As I stormed off from the house, tears started to run down my check. I quickly wiped them away. I didn't know what I was doing or where I was going. I just knew I need to get out of that house. I needed to walk, to feel like I was going somewhere. Suddenly, I was filled with a burst of energy. I was practically jogging. I tried so hard to stop thinking of my conversation with Paige, it only intensified my pain. It was dark out now and the street lights were coming on. There was a light breeze that only added to the already chilly evening. It didn't bother me though. The cold matched my mood perfectly. I didn't know where I was walking. I thought about going to Ellie's. But for what? I realized I had never really discussed my feelings for Paige after we had broken up. I thought if I went there I would have too and Paige was the last person I wanted to think about right now. I felt like all the feelings and insecurities I had bottled up for so long were now ready to burst open. I just wanted to go somewhere were I didn't have to talk about her. Somewhere would I could drown my feelings away.

----

The air was crisp and the music was loud. People were drinking, smoking, and having a good time. The Ravine had always served as a place for hardcore partiers.
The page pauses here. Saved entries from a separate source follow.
//! Follow repository
//!
//! The graph is stored from both sides: `user_following` holds who a user
//! follows and `user_followers` who follows them. Every write touches both
//! tables in one transaction so the two views never disagree.

use crate::config::DatabaseDriver;
use crate::db::DynDatabasePool;
use crate::models::{FollowCounts, FollowOutcome, ListParams, PagedResult, UserSummary};
use anyhow::{Context, Result};
use async_trait::async_trait;
use chrono::Utc;
use sqlx::{MySqlPool, Row, SqlitePool};
use std::sync::Arc;

const IS_FOLLOWING: &str =
    "SELECT COUNT(*) FROM user_following WHERE user_id = ? AND target_id = ?";

const SELECT_FOLLOWERS: &str = r#"
    SELECT u.id, u.username
    FROM user_followers f
    INNER JOIN users u ON u.id = f.follower_id
    WHERE f.user_id = ?
    ORDER BY u.username ASC
    LIMIT ? OFFSET ?
"#;

const SELECT_FOLLOWING: &str = r#"
    SELECT u.id, u.username
    FROM user_following f
    INNER JOIN users u ON u.id = f.target_id
    WHERE f.user_id = ?
    ORDER BY u.username ASC
    LIMIT ? OFFSET ?
"#;

const COUNT_FOLLOWERS: &str = "SELECT COUNT(*) FROM user_followers WHERE user_id = ?";

const COUNT_FOLLOWING: &str = "SELECT COUNT(*) FROM user_following WHERE user_id = ?";

const UNFOLLOW_FOLLOWING: &str = "DELETE FROM user_following WHERE user_id = ? AND target_id = ?";

const UNFOLLOW_FOLLOWERS: &str = "DELETE FROM user_followers WHERE user_id = ? AND follower_id = ?";

#[async_trait]
pub trait FollowRepository: Send + Sync {
    /// Make `user_id` follow `target_id`
    async fn follow(&self, user_id: i64, target_id: i64) -> Result<FollowOutcome>;

    async fn unfollow(&self, user_id: i64, target_id: i64) -> Result<FollowOutcome>;

    async fn is_following(&self, user_id: i64, target_id: i64) -> Result<bool>;

    /// Users following `user_id`, by username
    async fn followers(&self, user_id: i64, params: &ListParams)
        -> Result<PagedResult<UserSummary>>;

    /// Users `user_id` follows, by username
    async fn following(&self, user_id: i64, params: &ListParams)
        -> Result<PagedResult<UserSummary>>;

    async fn counts(&self, user_id: i64) -> Result<FollowCounts>;
}

pub struct SqlxFollowRepository {
    pool: DynDatabasePool,
}

impl SqlxFollowRepository {
    pub fn new(pool: DynDatabasePool) -> Self {
        Self { pool }
    }

    pub fn boxed(pool: DynDatabasePool) -> Arc<dyn FollowRepository> {
        Arc::new(Self::new(pool))
    }
}

#[async_trait]
impl FollowRepository for SqlxFollowRepository {
    async fn follow(&self, user_id: i64, target_id: i64) -> Result<FollowOutcome> {
        match self.pool.driver() {
            DatabaseDriver::Sqlite => follow_sqlite(self.pool.sqlite_pool()?, user_id, target_id).await,
            DatabaseDriver::Mysql => follow_mysql(self.pool.mysql_pool()?, user_id, target_id).await,
        }
    }

    async fn unfollow(&self, user_id: i64, target_id: i64) -> Result<FollowOutcome> {
        match self.pool.driver() {
            DatabaseDriver::Sqlite => {
                unfollow_sqlite(self.pool.sqlite_pool()?, user_id, target_id).await
            }
            DatabaseDriver::Mysql => {
                unfollow_mysql(self.pool.mysql_pool()?, user_id, target_id).await
            }
        }
    }

    async fn is_following(&self, user_id: i64, target_id: i64) -> Result<bool> {
        let count: i64 = match self.pool.driver() {
            DatabaseDriver::Sqlite => sqlx::query_scalar(IS_FOLLOWING)
                .bind(user_id)
                .bind(target_id)
                .fetch_one(self.pool.sqlite_pool()?)
                .await,
            DatabaseDriver::Mysql => sqlx::query_scalar(IS_FOLLOWING)
                .bind(user_id)
                .bind(target_id)
                .fetch_one(self.pool.mysql_pool()?)
                .await,
        }
        .context("Failed to check follow")?;
        Ok(count > 0)
    }

    async fn followers(
        &self,
        user_id: i64,
        params: &ListParams,
    ) -> Result<PagedResult<UserSummary>> {
        match self.pool.driver() {
            DatabaseDriver::Sqlite => {
                list_users_sqlite(
                    self.pool.sqlite_pool()?,
                    SELECT_FOLLOWERS,
                    COUNT_FOLLOWERS,
                    user_id,
                    params,
                )
                .await
            }
            DatabaseDriver::Mysql => {
                list_users_mysql(
                    self.pool.mysql_pool()?,
                    SELECT_FOLLOWERS,
                    COUNT_FOLLOWERS,
                    user_id,
                    params,
                )
                .await
            }
        }
    }

    async fn following(
        &self,
        user_id: i64,
        params: &ListParams,
    ) -> Result<PagedResult<UserSummary>> {
        match self.pool.driver() {
            DatabaseDriver::Sqlite => {
                list_users_sqlite(
                    self.pool.sqlite_pool()?,
                    SELECT_FOLLOWING,
                    COUNT_FOLLOWING,
                    user_id,
                    params,
                )
                .await
            }
            DatabaseDriver::Mysql => {
                list_users_mysql(
                    self.pool.mysql_pool()?,
                    SELECT_FOLLOWING,
                    COUNT_FOLLOWING,
                    user_id,
                    params,
                )
                .await
            }
        }
    }

    async fn counts(&self, user_id: i64) -> Result<FollowCounts> {
        let (followers, following): (i64, i64) = match self.pool.driver() {
            DatabaseDriver::Sqlite => {
                let pool = self.pool.sqlite_pool()?;
                let followers = sqlx::query_scalar(COUNT_FOLLOWERS)
                    .bind(user_id)
                    .fetch_one(pool)
                    .await
                    .context("Failed to count followers")?;
                let following = sqlx::query_scalar(COUNT_FOLLOWING)
                    .bind(user_id)
                    .fetch_one(pool)
                    .await
                    .context("Failed to count following")?;
                (followers, following)
            }
            DatabaseDriver::Mysql => {
                let pool = self.pool.mysql_pool()?;
                let followers = sqlx::query_scalar(COUNT_FOLLOWERS)
                    .bind(user_id)
                    .fetch_one(pool)
                    .await
                    .context("Failed to count followers")?;
                let following = sqlx::query_scalar(COUNT_FOLLOWING)
                    .bind(user_id)
                    .fetch_one(pool)
                    .await
                    .context("Failed to count following")?;
                (followers, following)
            }
        };

        Ok(FollowCounts {
            followers,
            following,
        })
    }
}

// ============================================================================
// SQLite implementations
// ============================================================================

async fn follow_sqlite(pool: &SqlitePool, user_id: i64, target_id: i64) -> Result<FollowOutcome> {
    let now = Utc::now();
    let mut tx = pool.begin().await.context("Failed to begin transaction")?;

    let added = sqlx::query(
        "INSERT OR IGNORE INTO user_following (user_id, target_id, created_at) VALUES (?, ?, ?)",
    )
    .bind(user_id)
    .bind(target_id)
    .bind(now)
    .execute(&mut *tx)
    .await
    .context("Failed to record following")?
    .rows_affected();

    sqlx::query(
        "INSERT OR IGNORE INTO user_followers (user_id, follower_id, created_at) VALUES (?, ?, ?)",
    )
    .bind(target_id)
    .bind(user_id)
    .bind(now)
    .execute(&mut *tx)
    .await
    .context("Failed to record follower")?;

    tx.commit().await.context("Failed to commit follow")?;
    Ok(outcome(added))
}

async fn unfollow_sqlite(
    pool: &SqlitePool,
    user_id: i64,
    target_id: i64,
) -> Result<FollowOutcome> {
    let mut tx = pool.begin().await.context("Failed to begin transaction")?;

    let removed = sqlx::query(UNFOLLOW_FOLLOWING)
        .bind(user_id)
        .bind(target_id)
        .execute(&mut *tx)
        .await
        .context("Failed to remove following")?
        .rows_affected();

    sqlx::query(UNFOLLOW_FOLLOWERS)
        .bind(target_id)
        .bind(user_id)
        .execute(&mut *tx)
        .await
        .context("Failed to remove follower")?;

    tx.commit().await.context("Failed to commit unfollow")?;
    Ok(outcome(removed))
}

async fn list_users_sqlite(
    pool: &SqlitePool,
    select: &str,
    count: &str,
    user_id: i64,
    params: &ListParams,
) -> Result<PagedResult<UserSummary>> {
    let rows = sqlx::query(select)
        .bind(user_id)
        .bind(params.limit())
        .bind(params.offset())
        .fetch_all(pool)
        .await
        .context("Failed to list users")?;
    let items = rows
        .iter()
        .map(|row| -> Result<UserSummary> {
            Ok(UserSummary {
                id: row.try_get("id")?,
                username: row.try_get("username")?,
            })
        })
        .collect::<Result<Vec<_>>>()?;

    let total: i64 = sqlx::query_scalar(count)
        .bind(user_id)
        .fetch_one(pool)
        .await
        .context("Failed to count users")?;

    Ok(PagedResult::new(items, total, params))
}

// ============================================================================
// MySQL implementations
// ============================================================================

async fn follow_mysql(pool: &MySqlPool, user_id: i64, target_id: i64) -> Result<FollowOutcome> {
    let now = Utc::now();
    let mut tx = pool.begin().await.context("Failed to begin transaction")?;

    let added = sqlx::query(
        "INSERT IGNORE INTO user_following (user_id, target_id, created_at) VALUES (?, ?, ?)",
    )
    .bind(user_id)
    .bind(target_id)
    .bind(now)
    .execute(&mut *tx)
    .await
    .context("Failed to record following")?
    .rows_affected();

    sqlx::query(
        "INSERT IGNORE INTO user_followers (user_id, follower_id, created_at) VALUES (?, ?, ?)",
    )
    .bind(target_id)
    .bind(user_id)
    .bind(now)
    .execute(&mut *tx)
    .await
    .context("Failed to record follower")?;

    tx.commit().await.context("Failed to commit follow")?;
    Ok(outcome(added))
}

async fn unfollow_mysql(pool: &MySqlPool, user_id: i64, target_id: i64) -> Result<FollowOutcome> {
    let mut tx = pool.begin().await.context("Failed to begin transaction")?;

    let removed = sqlx::query(UNFOLLOW_FOLLOWING)
        .bind(user_id)
        .bind(target_id)
        .execute(&mut *tx)
        .await
        .context("Failed to remove following")?
        .rows_affected();

    sqlx::query(UNFOLLOW_FOLLOWERS)
        .bind(target_id)
        .bind(user_id)
        .execute(&mut *tx)
        .await
        .context("Failed to remove follower")?;

    tx.commit().await.context("Failed to commit unfollow")?;
    Ok(outcome(removed))
}

async fn list_users_mysql(
    pool: &MySqlPool,
    select: &str,
    count: &str,
    user_id: i64,
    params: &ListParams,
) -> Result<PagedResult<UserSummary>> {
    let rows = sqlx::query(select)
        .bind(user_id)
        .bind(params.limit())
        .bind(params.offset())
        .fetch_all(pool)
        .await
        .context("Failed to list users")?;
    let items = rows
        .iter()
        .map(|row| -> Result<UserSummary> {
            Ok(UserSummary {
                id: row.try_get("id")?,
                username: row.try_get("username")?,
            })
        })
        .collect::<Result<Vec<_>>>()?;

    let total: i64 = sqlx::query_scalar(count)
        .bind(user_id)
        .fetch_one(pool)
        .await
        .context("Failed to count users")?;

    Ok(PagedResult::new(items, total, params))
}

fn outcome(rows_affected: u64) -> FollowOutcome {
    if rows_affected > 0 {
        FollowOutcome::Changed
    } else {
        FollowOutcome::Unchanged
    }
}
It was the cities most popular hook-up spot, it was were the bad boys hung, and were the drug dealers did business. It was reckless and wild and were I found myself. I didn't know why I was here. I didn't even want to be here, but I didn't have anywhere else to go. Here I wouldn't have to think or talk about Paige. No one would care. I walked through the grass field through an ocean of people. They all looked happy and carefree. I wish I was them. My eyes were stinging from the cold air and my head started to hurt. I didn't it bother me though.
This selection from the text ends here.